*** Data supplied ***

//! GroupedMetadataStore: public, thread-safe surface over `GroupMap`.
//!
//! Every operation takes the instance mutex for the duration of its
//! in-memory work only. Change listeners run after the mutex is released,
//! and enumeration hands out owned snapshots, so no call ever returns
//! while still holding the lock.

use crate::entry::{Entry, Snapshot};
use crate::error::{check_group, check_names, StoreError};
use crate::group_map::GroupMap;
use crate::signal::{ChangeSignal, Subscription};
use core::hash::BuildHasher;
use hashbrown::hash_map::DefaultHashBuilder;
use std::sync::{Mutex, MutexGuard, PoisonError};

/// A `group -> key -> value` store shared between threads.
///
/// Groups are created on first insert and removed with their last key.
/// Successful mutations that change the contents fire the change signal
/// exactly once; see [`GroupedMetadataStore::subscribe`].
pub struct GroupedMetadataStore<V, S = DefaultHashBuilder> {
    map: Mutex<GroupMap<V, S>>,
    changed: ChangeSignal,
}

impl<V> GroupedMetadataStore<V>
where
    V: Clone,
{
    pub fn new() -> Self {
        Self::from_map(GroupMap::new())
    }

    /// Create a store with room for `groups` groups before reallocating.
    pub fn with_capacity(groups: usize) -> Self {
        Self::from_map(GroupMap::with_capacity_and_hasher(groups, Default::default()))
    }
}

impl<V> Default for GroupedMetadataStore<V>
where
    V: Clone,
{
    fn default() -> Self {
        Self::new()
    }
}

impl<V, S> GroupedMetadataStore<V, S>
where
    V: Clone,
    S: BuildHasher + Clone + Default,
{
    pub fn with_hasher(hasher: S) -> Self {
        Self::from_map(GroupMap::with_hasher(hasher))
    }

    fn from_map(map: GroupMap<V, S>) -> Self {
        Self {
            map: Mutex::new(map),
            changed: ChangeSignal::new(),
        }
    }

    // Each mutation is applied to `GroupMap` in one step that runs no user
    // code, so the structure is consistent even if another holder panicked.
    fn lock(&self) -> MutexGuard<'_, GroupMap<V, S>> {
        self.map.lock().unwrap_or_else(PoisonError::into_inner)
    }

    /// Register a listener for the no-payload change signal.
    ///
    /// The listener runs synchronously on the mutating thread after the
    /// store lock has been released; it may read or mutate this store.
    /// It carries no payload: re-read the store to observe the new state.
    ///
    /// A panic in a listener does not skip the other listeners. It is
    /// resumed from the mutating call (`add`, `set`, `remove`, `clear`)
    /// after every listener has run; the mutation itself is already
    /// committed by then.
    pub fn subscribe<F>(&self, listener: F) -> Subscription
    where
        F: Fn() + Send + Sync + 'static,
    {
        self.changed.subscribe(listener)
    }

    /// Detach a listener. Returns false if the token was already removed.
    ///
    /// Each dispatch works on the listener list as it was when the signal
    /// fired. A signal already being dispatched on another thread may
    /// therefore still call the listener once after this returns `true`.
    /// Later signals never reach it.
    pub fn unsubscribe(&self, token: Subscription) -> bool {
        self.changed.unsubscribe(token)
    }

    /// Insert a new `(group, key)` pair.
    ///
    /// Fails with `DuplicateKey` if the pair already exists; the store is
    /// then unchanged and no signal fires.
    pub fn add(&self, group: &str, key: &str, value: V) -> Result<(), StoreError> {
        check_names(group, key)?;
        self.lock().insert(group, key, value)?;
        log::trace!("added {group}/{key}");
        self.changed.fire();
        Ok(())
    }

    pub fn add_entry(&self, entry: Entry<V>) -> Result<(), StoreError> {
        let (group, key, value) = entry.into_parts();
        self.add(&group, &key, value)
    }

    /// Insert or overwrite the value at `(group, key)`.
    pub fn set(&self, group: &str, key: &str, value: V) -> Result<(), StoreError> {
        check_names(group, key)?;
        let old = self.lock().upsert(group, key, value);
        log::trace!(
            "{} {group}/{key}",
            if old.is_some() { "replaced" } else { "inserted" }
        );
        self.changed.fire();
        Ok(())
    }

    pub fn set_entry(&self, entry: Entry<V>) -> Result<(), StoreError> {
        let (group, key, value) = entry.into_parts();
        self.set(&group, &key, value)
    }

    /// Remove `(group, key)`, dropping the group if it becomes empty.
    ///
    /// Returns `Ok(false)` without firing when the pair is absent.
    pub fn remove(&self, group: &str, key: &str) -> Result<bool, StoreError> {
        check_names(group, key)?;
        // Old values are dropped outside the lock.
        let old = self.lock().remove(group, key);
        match old {
            Some(_) => {
                log::trace!("removed {group}/{key}");
                self.changed.fire();
                Ok(true)
            }
            None => Ok(false),
        }
    }

    pub fn remove_entry(&self, entry: &Entry<V>) -> Result<bool, StoreError> {
        self.remove(entry.group(), entry.key())
    }

    /// Empty the store. Fires only if there was something to remove.
    pub fn clear(&self) {
        let removed = self.lock().clear();
        if removed > 0 {
            log::trace!("cleared {removed} entries");
            self.changed.fire();
        }
    }

    /// Value stored at `(group, key)`.
    pub fn get(&self, group: &str, key: &str) -> Result<V, StoreError> {
        check_names(group, key)?;
        let map = self.lock();
        match map.get(group, key) {
            Some(v) => Ok(v.clone()),
            None if map.contains_group(group) => Err(StoreError::key_not_found(group, key)),
            None => Err(StoreError::group_not_found(group)),
        }
    }

    pub fn get_entry(&self, group: &str, key: &str) -> Result<Entry<V>, StoreError> {
        let value = self.get(group, key)?;
        Ok(Entry::new(group, key, value))
    }

    /// Like `get`, but a missing (or empty) group or key is simply `None`.
    pub fn try_get(&self, group: &str, key: &str) -> Option<V> {
        self.lock().get(group, key).cloned()
    }

    pub fn contains_group(&self, group: &str) -> bool {
        self.lock().contains_group(group)
    }

    pub fn contains_key(&self, group: &str, key: &str) -> bool {
        self.lock().contains_key(group, key)
    }

    /// Linear scan over every group for an equal value.
    pub fn contains_value(&self, value: &V) -> bool
    where
        V: PartialEq,
    {
        self.lock().contains_value(value)
    }

    /// True if the entry's pair is present and holds an equal value.
    pub fn contains_entry(&self, entry: &Entry<V>) -> bool
    where
        V: PartialEq,
    {
        self.lock()
            .get(entry.group(), entry.key())
            .is_some_and(|v| v == entry.value())
    }

    /// Total number of entries over all groups.
    pub fn len(&self) -> usize {
        self.lock().len()
    }

    pub fn is_empty(&self) -> bool {
        self.lock().is_empty()
    }

    pub fn group_count(&self) -> usize {
        self.lock().group_count()
    }

    /// Number of keys in `group`; `KeyNotFound` if the group is absent.
    pub fn count_keys(&self, group: &str) -> Result<usize, StoreError> {
        check_group(group)?;
        self.lock()
            .group_len(group)
            .ok_or_else(|| StoreError::group_not_found(group))
    }

    pub fn group_names(&self) -> Vec<String> {
        self.lock().group_names()
    }

    /// Point-in-time copy of one group's entries.
    ///
    /// Fails immediately with `KeyNotFound` if the group does not exist.
    /// The returned iterator holds no lock and does not see later writes.
    pub fn group(&self, group: &str) -> Result<Snapshot<V>, StoreError> {
        check_group(group)?;
        let entries = self
            .lock()
            .group_entries(group)
            .ok_or_else(|| StoreError::group_not_found(group))?;
        Ok(Snapshot::new(entries))
    }

    /// Point-in-time copy of every entry, in unspecified order.
    pub fn snapshot(&self) -> Snapshot<V> {
        Snapshot::new(self.lock().entries())
    }

    /// Copy every entry into `dest` starting at `start`.
    ///
    /// Returns the number of entries written. If they do not fit, fails
    /// with `IndexOutOfRange` and leaves `dest` untouched.
    pub fn copy_to(
        &self,
        dest: &mut [Option<Entry<V>>],
        start: usize,
    ) -> Result<usize, StoreError> {
        let entries = self.lock().entries();
        let needed = entries.len();
        let end = start
            .checked_add(needed)
            .filter(|&end| end <= dest.len())
            .ok_or(StoreError::IndexOutOfRange {
                start,
                needed,
                capacity: dest.len(),
            })?;
        for (slot, e) in dest[start..end].iter_mut().zip(entries) {
            *slot = Some(e);
        }
        Ok(needed)
    }
}

/// Clone locks only the source. The copy has its own lock and starts with
/// no subscribers.
impl<V, S> Clone for GroupedMetadataStore<V, S>
where
    V: Clone,
    S: BuildHasher + Clone + Default,
{
    fn clone(&self) -> Self {
        let map = self.lock().clone();
        Self::from_map(map)
    }
}

impl<'a, V, S> IntoIterator for &'a GroupedMetadataStore<V, S>
where
    V: Clone,
    S: BuildHasher + Clone + Default,
{
    type Item = Entry<V>;
    type IntoIter = Snapshot<V>;

    fn into_iter(self) -> Self::IntoIter {
        self.snapshot()
    }
}

impl<V, S> core::fmt::Debug for GroupedMetadataStore<V, S>
where
    V: Clone + core::fmt::Debug,
    S: BuildHasher + Clone + Default + core::fmt::Debug,
{
    fn fmt(&self, f: &mut core::fmt::Formatter<'_>) -> core::fmt::Result {
        f.debug_struct("GroupedMetadataStore")
            .field("map", &*self.lock())
            .field("changed", &self.changed)
            .finish()
    }
}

*** End of Data supplied ***

Whichever lines of the material hold the word "usize", find and copy them.

    pub fn with_capacity(groups: usize) -> Self {
    pub fn len(&self) -> usize {
    pub fn group_count(&self) -> usize {
    pub fn count_keys(&self, group: &str) -> Result<usize, StoreError> {
        start: usize,
    ) -> Result<usize, StoreError> {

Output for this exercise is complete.